From their manifesto:

> The Corporation will release all software written by The Corporation under a free software license.

> The Corporation will release all hardware schematics authored by The Corporation under a free hardware license.

If you are talking about the IP blocks that are bought/licensed from third parties, then you are right, but I suppose that these are replaceable by equivalent blocks in future versions, without the user noticing. In other words, users don't depend on these blocks, so for all the user knows, these blocks are commodities.

I know the manifesto, I am among original ones proposing it.

And for things that might happen in future, I would leave them for future. Building hw takes time and proper dedication - all what I am saying is to be realistic towards current situation. The blocks are no commodities but some essential parts in today's use of smartphones. And no, things don't move that fast that you will just replace it.

If done right, things could finally go into right direction or at least have some new light on it.

> software proprietary bits

Only the DDR4 memory training blob (which someone could eventually rewrite).

Where are they getting the LTE baseband software from?
They're not of course. They just treat the modem as walled off peripheral black box like all the other rest of the hardware. They may load firmware on boot for LTE/Wifi/Bluetooth like most Linux laptops do. Depending on your opinion on the topic that may be free enough or not but it should be safe as none of those can access the CPU/RAM directly.
I see. The question here is not if there will be proprietary software: there will be. The question is which of that proprietary software runs on the CPU.

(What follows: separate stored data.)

//! Chronological train/validation split.

use anyhow::Result;
use ndarray::{s, Array2, Array3};

use loadcast_core::LoadcastError;

/// First 80% of pairs train, last 20% validate.
pub const DEFAULT_TRAIN_FRACTION: f64 = 0.8;

pub struct SplitSequences {
    pub x_train: Array3<f64>,
    pub y_train: Array2<f64>,
    pub x_val: Array3<f64>,
    pub y_val: Array2<f64>,
}

/// Split window pairs at `floor(n * train_fraction)` without reordering.
///
/// Pairs are already in chronological order, so everything before the split
/// index strictly precedes everything after it — shuffling here would leak
/// future values into training.
pub fn chronological_split(
    x: &Array3<f64>,
    y: &Array2<f64>,
    train_fraction: f64,
) -> Result<SplitSequences> {
    if !(0.0..1.0).contains(&train_fraction) || train_fraction == 0.0 {
        return Err(LoadcastError::InsufficientData(format!(
            "train fraction {train_fraction} must be in (0, 1)"
        ))
        .into());
    }
    let n = x.shape()[0];
    if y.shape()[0] != n {
        return Err(LoadcastError::InsufficientData(format!(
            "X has {} pairs but y has {}",
            n,
            y.shape()[0]
        ))
        .into());
    }
    let split = (n as f64 * train_fraction).floor() as usize;
    if split == 0 || split == n {
        return Err(LoadcastError::InsufficientData(format!(
            "{n} pairs cannot be split at fraction {train_fraction}"
        ))
        .into());
    }

    Ok(SplitSequences {
        x_train: x.slice(s![..split, .., ..]).to_owned(),
        y_train: y.slice(s![..split, ..]).to_owned(),
        x_val: x.slice(s![split.., .., ..]).to_owned(),
        y_val: y.slice(s![split.., ..]).to_owned(),
    })
}

#[cfg(test)]
mod tests {
    use super::*;
    use crate::sequence::create_sequences;

    #[test]
    fn eighty_twenty_split_preserves_order() {
        // 124 values -> exactly 100 pairs with a window of 24.
        let values: Vec<f64> = (0..124).map(|v| v as f64).collect();
        let (x, y) = create_sequences(&values, 24).unwrap();
        assert_eq!(x.shape()[0], 100);

        let split = chronological_split(&x, &y, 0.8).unwrap();
        assert_eq!(split.x_train.shape(), &[80, 24, 1]);
        assert_eq!(split.x_val.shape(), &[20, 24, 1]);

        // pairs 0..80 train, 80..100 validate, no reordering
        assert_eq!(split.y_train[[0, 0]], 24.0);
        assert_eq!(split.y_train[[79, 0]], 103.0);
        assert_eq!(split.y_val[[0, 0]], 104.0);
        assert_eq!(split.y_val[[19, 0]], 123.0);

        // train windows never contain values newer than the first
        // validation target
        let max_train = split
            .x_train
            .iter()
            .cloned()
            .fold(f64::NEG_INFINITY, f64::max);
        assert!(max_train < split.y_val[[0, 0]]);
    }

    #[test]
    fn split_index_uses_floor() {
        let values: Vec<f64> = (0..34).map(|v| v as f64).collect();
        let (x, y) = create_sequences(&values, 24).unwrap(); // 10 pairs
        let split = chronological_split(&x, &y, 0.75).unwrap();
        assert_eq!(split.x_train.shape()[0], 7);
        assert_eq!(split.x_val.shape()[0], 3);
    }

    #[test]
    fn degenerate_fractions_are_rejected() {
        let values: Vec<f64> = (0..30).map(|v| v as f64).collect();
        let (x, y) = create_sequences(&values, 24).unwrap();
        for fraction in [0.0, 1.0, -0.5, 0.05] {
            // 0.05 of 6 pairs floors to zero training pairs
            assert!(chronological_split(&x, &y, fraction).is_err());
        }
    }
}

Is the idea that all of the software in the kernel to interface with these devices is open source?

I also don’t get the hangup over PCIe (vs USB). DMA with an IOMMU can be made fairly secure (and has obvious perf benefits).

> I see. The question here is not if there will be proprietary software: there will be. The question is which of that proprietary software runs on the CPU.

I'm pretty sure no closed source software runs on the CPU. As for the hardware that depends on your definition. Hardware often has firmware in ROM. That you now feed that firmware on bootup instead of it being in ROM just allows you to update the firmware from the manufacturer. If that's running proprietary software depends on your definition.

I think the main reason is that powering off a device (for their hardware kill switches) connected via USB is more reliable than powering off a device connected via PCIe.

There's also just more layers of security when using USB as opposed to a single layer with PCIe (IOMMU -- which is secure as far as I know but I'd prefer to be safe rather than sorry in this case).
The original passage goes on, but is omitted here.